TASK DETAILS: Please return each record exactly as it stands.

INPUT MATERIAL:
Segment Open
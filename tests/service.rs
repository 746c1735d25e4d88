use serde_json::json;
use tasking_grid::{
    generate_grid, parse_feature_collection, GridConfig, GridError, GridService, DEFAULT_SRID,
};

fn square_aoi(crs: Option<&str>) -> geojson::FeatureCollection {
    let mut value = json!({
        "type": "FeatureCollection",
        "features": [{
            "type": "Feature",
            "properties": {"name": "park"},
            "geometry": {"type": "Polygon", "coordinates": [
                [[0.1, 0.1], [0.9, 0.1], [0.9, 0.9], [0.1, 0.9], [0.1, 0.1]]
            ]}
        }]
    });
    if let Some(name) = crs {
        value["crs"] = json!({"type": "name", "properties": {"name": name}});
    }
    parse_feature_collection(&value.to_string()).unwrap()
}

#[test]
fn default_config_uses_wgs84() {
    let service = GridService::default();
    assert_eq!(service.config().srid, DEFAULT_SRID);
    assert!(service.merge_to_multi_polygon(&square_aoi(Some("EPSG:4326")), true).is_ok());
    assert!(service.merge_to_multi_polygon(&square_aoi(None), true).is_ok());
}

#[test]
fn mismatched_crs_is_rejected() {
    let service = GridService::default();
    let err = service
        .tasks_from_aoi_features(&square_aoi(Some("urn:ogc:def:crs:EPSG::3857")))
        .unwrap_err();
    assert_eq!(
        err,
        GridError::InvalidGeoJson("collection declares EPSG:3857 but EPSG:4326 is configured".into())
    );
}

#[test]
fn configured_srid_is_honoured() {
    let service = GridService::new(GridConfig { srid: 3857 });
    assert!(service.merge_to_multi_polygon(&square_aoi(Some("EPSG:3857")), false).is_ok());
    assert!(service.merge_to_multi_polygon(&square_aoi(Some("EPSG:4326")), false).is_err());
}

#[test]
fn generated_grid_trims_to_the_aoi() {
    let service = GridService::default();
    let aoi = square_aoi(None);
    let merged = service.merge_to_multi_polygon(&aoi, true).unwrap();

    let grid = generate_grid(&merged, 9).unwrap();
    let trimmed = service.trim_grid_to_aoi(&grid, &aoi, false).unwrap();
    assert!(!trimmed.features.is_empty());
    assert!(trimmed.features.len() <= grid.features.len());
    for feature in &trimmed.features {
        assert_eq!(feature.property("zoom"), Some(&json!(9)));
    }
}

#[test]
fn empty_grid_trims_to_nothing() {
    let grid = parse_feature_collection(r#"{"type": "FeatureCollection", "features": []}"#).unwrap();
    let trimmed = GridService::default()
        .trim_grid_to_aoi(&grid, &square_aoi(None), true)
        .unwrap();
    assert!(trimmed.features.is_empty());
}

#[test]
fn unmergeable_aoi_fails_the_trim() {
    let grid = parse_feature_collection(r#"{"type": "FeatureCollection", "features": []}"#).unwrap();
    let aoi = parse_feature_collection(r#"{"type": "FeatureCollection", "features": []}"#).unwrap();
    assert!(matches!(
        GridService::default().trim_grid_to_aoi(&grid, &aoi, true),
        Err(GridError::InvalidGeoJson(_))
    ));
}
Segment Closed
WRITTEN ANSWER:
filename tests/service.rs
repository 746c1735d25e4d88
use serde_json::json;
use tasking_grid::{
    generate_grid, parse_feature_collection, GridConfig, GridError, GridService, DEFAULT_SRID,
};

fn square_aoi(crs: Option<&str>) -> geojson::FeatureCollection {
    let mut value = json!({
        "type": "FeatureCollection",
        "features": [{
            "type": "Feature",
            "properties": {"name": "park"},
            "geometry": {"type": "Polygon", "coordinates": [
                [[0.1, 0.1], [0.9, 0.1], [0.9, 0.9], [0.1, 0.9], [0.1, 0.1]]
            ]}
        }]
    });
    if let Some(name) = crs {
        value["crs"] = json!({"type": "name", "properties": {"name": name}});
    }
    parse_feature_collection(&value.to_string()).unwrap()
}

#[test]
fn default_config_uses_wgs84() {
    let service = GridService::default();
    assert_eq!(service.config().srid, DEFAULT_SRID);
    assert!(service.merge_to_multi_polygon(&square_aoi(Some("EPSG:4326")), true).is_ok());
    assert!(service.merge_to_multi_polygon(&square_aoi(None), true).is_ok());
}

#[test]
fn mismatched_crs_is_rejected() {
    let service = GridService::default();
    let err = service
        .tasks_from_aoi_features(&square_aoi(Some("urn:ogc:def:crs:EPSG::3857")))
        .unwrap_err();
    assert_eq!(
        err,
        GridError::InvalidGeoJson("collection declares EPSG:3857 but EPSG:4326 is configured".into())
    );
}

#[test]
fn configured_srid_is_honoured() {
    let service = GridService::new(GridConfig { srid: 3857 });
    assert!(service.merge_to_multi_polygon(&square_aoi(Some("EPSG:3857")), false).is_ok());
    assert!(service.merge_to_multi_polygon(&square_aoi(Some("EPSG:4326")), false).is_err());
}

#[test]
fn generated_grid_trims_to_the_aoi() {
    let service = GridService::default();
    let aoi = square_aoi(None);
    let merged = service.merge_to_multi_polygon(&aoi, true).unwrap();

    let grid = generate_grid(&merged, 9).unwrap();
    let trimmed = service.trim_grid_to_aoi(&grid, &aoi, false).unwrap();
    assert!(!trimmed.features.is_empty());
    assert!(trimmed.features.len() <= grid.features.len());
    for feature in &trimmed.features {
        assert_eq!(feature.property("zoom"), Some(&json!(9)));
    }
}

#[test]
fn empty_grid_trims_to_nothing() {
    let grid = parse_feature_collection(r#"{"type": "FeatureCollection", "features": []}"#).unwrap();
    let trimmed = GridService::default()
        .trim_grid_to_aoi(&grid, &square_aoi(None), true)
        .unwrap();
    assert!(trimmed.features.is_empty());
}

#[test]
fn unmergeable_aoi_fails_the_trim() {
    let grid = parse_feature_collection(r#"{"type": "FeatureCollection", "features": []}"#).unwrap();
    let aoi = parse_feature_collection(r#"{"type": "FeatureCollection", "features": []}"#).unwrap();
    assert!(matches!(
        GridService::default().trim_grid_to_aoi(&grid, &aoi, true),
        Err(GridError::InvalidGeoJson(_))
    ));
}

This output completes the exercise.